#### Dataset records
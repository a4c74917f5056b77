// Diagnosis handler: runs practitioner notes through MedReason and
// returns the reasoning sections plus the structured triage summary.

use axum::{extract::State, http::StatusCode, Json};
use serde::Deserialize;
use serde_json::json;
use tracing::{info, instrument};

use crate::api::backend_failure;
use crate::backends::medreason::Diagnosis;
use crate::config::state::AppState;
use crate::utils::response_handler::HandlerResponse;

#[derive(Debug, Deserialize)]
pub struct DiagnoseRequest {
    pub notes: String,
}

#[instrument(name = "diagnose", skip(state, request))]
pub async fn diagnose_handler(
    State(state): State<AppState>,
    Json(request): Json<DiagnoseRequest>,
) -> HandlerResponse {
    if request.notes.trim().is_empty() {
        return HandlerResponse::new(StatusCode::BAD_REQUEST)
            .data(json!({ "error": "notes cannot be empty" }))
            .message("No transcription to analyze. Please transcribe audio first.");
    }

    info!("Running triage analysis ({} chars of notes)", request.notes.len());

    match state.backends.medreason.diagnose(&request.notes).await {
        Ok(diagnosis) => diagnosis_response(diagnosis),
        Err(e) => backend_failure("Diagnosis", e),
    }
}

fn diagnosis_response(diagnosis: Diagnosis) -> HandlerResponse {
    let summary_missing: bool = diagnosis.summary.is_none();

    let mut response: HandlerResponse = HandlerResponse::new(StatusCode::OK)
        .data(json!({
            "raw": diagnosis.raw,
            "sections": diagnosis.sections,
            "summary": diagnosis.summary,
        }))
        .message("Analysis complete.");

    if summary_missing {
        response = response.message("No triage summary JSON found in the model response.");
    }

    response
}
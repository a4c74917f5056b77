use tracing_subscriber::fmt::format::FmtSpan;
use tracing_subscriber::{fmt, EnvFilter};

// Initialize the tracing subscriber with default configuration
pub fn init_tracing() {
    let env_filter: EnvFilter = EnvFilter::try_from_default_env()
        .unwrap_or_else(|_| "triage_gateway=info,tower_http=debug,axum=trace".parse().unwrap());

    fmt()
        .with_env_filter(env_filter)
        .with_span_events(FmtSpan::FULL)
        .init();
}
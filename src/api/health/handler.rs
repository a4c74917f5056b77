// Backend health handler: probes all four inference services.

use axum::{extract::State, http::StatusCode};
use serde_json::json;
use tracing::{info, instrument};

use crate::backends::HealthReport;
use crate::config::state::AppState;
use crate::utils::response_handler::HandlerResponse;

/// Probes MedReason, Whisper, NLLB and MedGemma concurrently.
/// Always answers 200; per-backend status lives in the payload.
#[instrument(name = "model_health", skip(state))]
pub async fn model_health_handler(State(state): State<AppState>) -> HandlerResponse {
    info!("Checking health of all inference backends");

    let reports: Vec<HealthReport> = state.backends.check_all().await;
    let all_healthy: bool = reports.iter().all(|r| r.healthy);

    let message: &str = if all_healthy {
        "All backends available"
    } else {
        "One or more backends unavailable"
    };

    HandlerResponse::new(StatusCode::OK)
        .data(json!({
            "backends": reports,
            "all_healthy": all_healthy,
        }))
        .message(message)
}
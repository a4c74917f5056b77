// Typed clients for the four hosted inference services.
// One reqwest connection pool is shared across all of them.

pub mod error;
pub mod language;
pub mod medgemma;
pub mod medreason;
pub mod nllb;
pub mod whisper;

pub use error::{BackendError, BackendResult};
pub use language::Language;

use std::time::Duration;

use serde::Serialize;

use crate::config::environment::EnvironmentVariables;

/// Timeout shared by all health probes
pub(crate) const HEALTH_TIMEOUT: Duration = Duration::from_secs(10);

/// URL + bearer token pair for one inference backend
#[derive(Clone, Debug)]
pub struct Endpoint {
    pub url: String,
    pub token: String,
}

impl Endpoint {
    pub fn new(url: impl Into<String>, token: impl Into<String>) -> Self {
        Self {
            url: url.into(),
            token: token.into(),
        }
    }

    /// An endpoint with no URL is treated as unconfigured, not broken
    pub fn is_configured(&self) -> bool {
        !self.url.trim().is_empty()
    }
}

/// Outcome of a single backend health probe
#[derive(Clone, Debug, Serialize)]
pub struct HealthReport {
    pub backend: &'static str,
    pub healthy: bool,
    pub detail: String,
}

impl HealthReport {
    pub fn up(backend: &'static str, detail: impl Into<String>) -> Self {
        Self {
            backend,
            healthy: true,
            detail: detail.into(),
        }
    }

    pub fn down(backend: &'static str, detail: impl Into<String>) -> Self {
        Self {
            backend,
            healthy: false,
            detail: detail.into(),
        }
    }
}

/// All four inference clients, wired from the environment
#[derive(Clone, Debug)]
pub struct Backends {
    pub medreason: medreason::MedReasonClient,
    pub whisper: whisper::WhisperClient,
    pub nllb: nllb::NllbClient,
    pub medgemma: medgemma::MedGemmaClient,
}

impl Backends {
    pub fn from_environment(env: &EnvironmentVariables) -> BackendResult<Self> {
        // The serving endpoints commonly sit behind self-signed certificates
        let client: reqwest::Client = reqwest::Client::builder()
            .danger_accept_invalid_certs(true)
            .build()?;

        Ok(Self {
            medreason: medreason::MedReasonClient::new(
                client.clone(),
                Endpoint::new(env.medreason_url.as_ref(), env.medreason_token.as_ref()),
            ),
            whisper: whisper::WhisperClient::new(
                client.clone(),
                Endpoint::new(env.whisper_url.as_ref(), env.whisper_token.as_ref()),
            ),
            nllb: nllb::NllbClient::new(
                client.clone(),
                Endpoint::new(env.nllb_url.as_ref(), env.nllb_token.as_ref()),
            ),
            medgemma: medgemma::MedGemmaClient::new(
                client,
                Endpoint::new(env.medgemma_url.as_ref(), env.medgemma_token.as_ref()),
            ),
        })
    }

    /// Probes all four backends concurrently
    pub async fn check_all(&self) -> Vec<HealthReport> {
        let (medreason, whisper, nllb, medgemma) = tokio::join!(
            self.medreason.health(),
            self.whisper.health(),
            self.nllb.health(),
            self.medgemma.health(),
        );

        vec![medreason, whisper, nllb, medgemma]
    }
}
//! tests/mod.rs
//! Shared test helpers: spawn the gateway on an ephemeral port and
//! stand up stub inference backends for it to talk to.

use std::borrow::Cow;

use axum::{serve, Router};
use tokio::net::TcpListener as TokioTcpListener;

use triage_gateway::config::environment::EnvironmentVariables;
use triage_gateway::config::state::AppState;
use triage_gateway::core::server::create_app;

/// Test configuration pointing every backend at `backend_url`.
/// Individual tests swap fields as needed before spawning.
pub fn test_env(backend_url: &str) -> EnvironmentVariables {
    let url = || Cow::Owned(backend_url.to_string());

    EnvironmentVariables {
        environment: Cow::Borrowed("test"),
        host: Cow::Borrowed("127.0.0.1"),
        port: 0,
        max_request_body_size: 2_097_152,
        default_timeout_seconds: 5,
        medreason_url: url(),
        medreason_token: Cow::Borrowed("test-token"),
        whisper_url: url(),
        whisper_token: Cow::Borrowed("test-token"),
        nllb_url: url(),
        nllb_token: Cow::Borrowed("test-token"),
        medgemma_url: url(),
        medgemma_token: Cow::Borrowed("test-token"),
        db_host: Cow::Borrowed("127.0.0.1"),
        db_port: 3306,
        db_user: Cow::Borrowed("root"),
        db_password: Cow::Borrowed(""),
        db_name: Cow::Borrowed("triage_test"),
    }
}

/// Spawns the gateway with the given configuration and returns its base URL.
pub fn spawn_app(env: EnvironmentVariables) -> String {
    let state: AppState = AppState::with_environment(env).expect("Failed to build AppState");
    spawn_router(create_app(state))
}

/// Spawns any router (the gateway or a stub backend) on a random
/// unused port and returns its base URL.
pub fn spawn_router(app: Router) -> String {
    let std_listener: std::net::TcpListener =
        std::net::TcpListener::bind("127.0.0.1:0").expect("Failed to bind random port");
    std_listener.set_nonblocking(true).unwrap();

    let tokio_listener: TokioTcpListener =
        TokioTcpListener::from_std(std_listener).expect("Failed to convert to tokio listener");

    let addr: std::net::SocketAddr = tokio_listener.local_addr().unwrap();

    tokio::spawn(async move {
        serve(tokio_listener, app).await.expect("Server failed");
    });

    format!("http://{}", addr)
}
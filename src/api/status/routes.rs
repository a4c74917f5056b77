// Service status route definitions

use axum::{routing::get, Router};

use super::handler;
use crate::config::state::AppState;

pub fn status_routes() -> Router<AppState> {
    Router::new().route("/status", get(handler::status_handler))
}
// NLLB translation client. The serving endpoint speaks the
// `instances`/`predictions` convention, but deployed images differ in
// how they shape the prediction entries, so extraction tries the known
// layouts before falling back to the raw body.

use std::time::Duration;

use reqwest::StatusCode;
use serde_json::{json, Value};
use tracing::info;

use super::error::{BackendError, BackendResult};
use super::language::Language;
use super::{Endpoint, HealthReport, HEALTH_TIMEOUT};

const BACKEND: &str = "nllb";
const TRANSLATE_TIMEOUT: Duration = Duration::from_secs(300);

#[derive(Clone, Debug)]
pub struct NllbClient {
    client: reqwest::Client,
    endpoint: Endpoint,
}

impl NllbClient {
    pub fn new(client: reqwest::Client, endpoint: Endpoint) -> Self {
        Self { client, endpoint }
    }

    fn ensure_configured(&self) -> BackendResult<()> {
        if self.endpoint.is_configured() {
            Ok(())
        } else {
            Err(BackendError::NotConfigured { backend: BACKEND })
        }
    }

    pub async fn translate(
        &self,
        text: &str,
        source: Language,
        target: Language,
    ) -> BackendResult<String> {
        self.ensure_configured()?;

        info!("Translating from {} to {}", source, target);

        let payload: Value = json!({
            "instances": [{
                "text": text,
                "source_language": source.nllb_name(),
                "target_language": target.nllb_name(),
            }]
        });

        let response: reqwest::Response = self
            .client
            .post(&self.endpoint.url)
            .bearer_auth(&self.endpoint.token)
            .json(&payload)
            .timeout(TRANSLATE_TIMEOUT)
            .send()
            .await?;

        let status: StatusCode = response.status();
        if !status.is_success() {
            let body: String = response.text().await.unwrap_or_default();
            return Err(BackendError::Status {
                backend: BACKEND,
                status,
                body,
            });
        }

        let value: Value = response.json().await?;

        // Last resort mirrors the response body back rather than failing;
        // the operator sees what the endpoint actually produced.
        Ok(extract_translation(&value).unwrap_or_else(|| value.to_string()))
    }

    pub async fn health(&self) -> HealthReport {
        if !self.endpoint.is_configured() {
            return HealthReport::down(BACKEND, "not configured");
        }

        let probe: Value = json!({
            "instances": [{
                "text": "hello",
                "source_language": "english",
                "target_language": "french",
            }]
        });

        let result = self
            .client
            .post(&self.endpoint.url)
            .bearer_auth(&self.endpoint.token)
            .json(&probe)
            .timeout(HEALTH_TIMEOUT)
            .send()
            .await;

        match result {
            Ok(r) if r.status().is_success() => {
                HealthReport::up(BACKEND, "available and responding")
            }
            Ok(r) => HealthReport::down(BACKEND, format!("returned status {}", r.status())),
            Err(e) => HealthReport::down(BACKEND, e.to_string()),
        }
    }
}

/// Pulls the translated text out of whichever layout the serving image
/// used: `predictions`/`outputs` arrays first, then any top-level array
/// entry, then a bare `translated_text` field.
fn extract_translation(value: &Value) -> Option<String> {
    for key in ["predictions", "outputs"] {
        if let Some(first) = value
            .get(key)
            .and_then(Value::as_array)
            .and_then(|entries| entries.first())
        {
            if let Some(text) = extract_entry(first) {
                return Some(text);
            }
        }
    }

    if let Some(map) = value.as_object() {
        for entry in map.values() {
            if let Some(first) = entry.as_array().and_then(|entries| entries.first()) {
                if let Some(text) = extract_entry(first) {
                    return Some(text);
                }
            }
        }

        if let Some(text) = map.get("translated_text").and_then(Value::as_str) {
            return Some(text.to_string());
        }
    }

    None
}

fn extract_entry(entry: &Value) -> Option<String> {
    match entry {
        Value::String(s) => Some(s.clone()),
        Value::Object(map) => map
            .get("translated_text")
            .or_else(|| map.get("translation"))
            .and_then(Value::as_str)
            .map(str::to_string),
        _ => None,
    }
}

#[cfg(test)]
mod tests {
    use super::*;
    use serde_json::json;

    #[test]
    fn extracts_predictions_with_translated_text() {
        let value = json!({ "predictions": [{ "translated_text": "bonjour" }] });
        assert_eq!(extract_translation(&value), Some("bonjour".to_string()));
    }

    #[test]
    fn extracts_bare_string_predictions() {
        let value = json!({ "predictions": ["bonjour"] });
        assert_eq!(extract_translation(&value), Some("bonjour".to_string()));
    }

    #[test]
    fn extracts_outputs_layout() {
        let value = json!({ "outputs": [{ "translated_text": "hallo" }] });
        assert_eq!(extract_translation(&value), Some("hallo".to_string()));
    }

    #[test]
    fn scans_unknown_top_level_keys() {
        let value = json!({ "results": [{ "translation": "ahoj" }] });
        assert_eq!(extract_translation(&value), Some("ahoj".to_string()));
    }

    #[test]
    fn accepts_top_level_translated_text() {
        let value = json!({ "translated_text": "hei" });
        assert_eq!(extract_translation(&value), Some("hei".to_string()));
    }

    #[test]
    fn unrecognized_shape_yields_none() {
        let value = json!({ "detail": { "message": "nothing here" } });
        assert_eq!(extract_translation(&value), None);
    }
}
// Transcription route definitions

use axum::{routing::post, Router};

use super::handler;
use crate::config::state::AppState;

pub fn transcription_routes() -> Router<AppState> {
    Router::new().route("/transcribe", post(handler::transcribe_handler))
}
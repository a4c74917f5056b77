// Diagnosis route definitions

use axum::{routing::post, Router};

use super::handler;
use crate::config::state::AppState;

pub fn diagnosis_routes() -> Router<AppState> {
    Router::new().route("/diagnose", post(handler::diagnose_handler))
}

#### Problem details
Each line of the data that has the string "DiagnoseRequest" counts once; give the total and nothing else.

#### Solved problem
2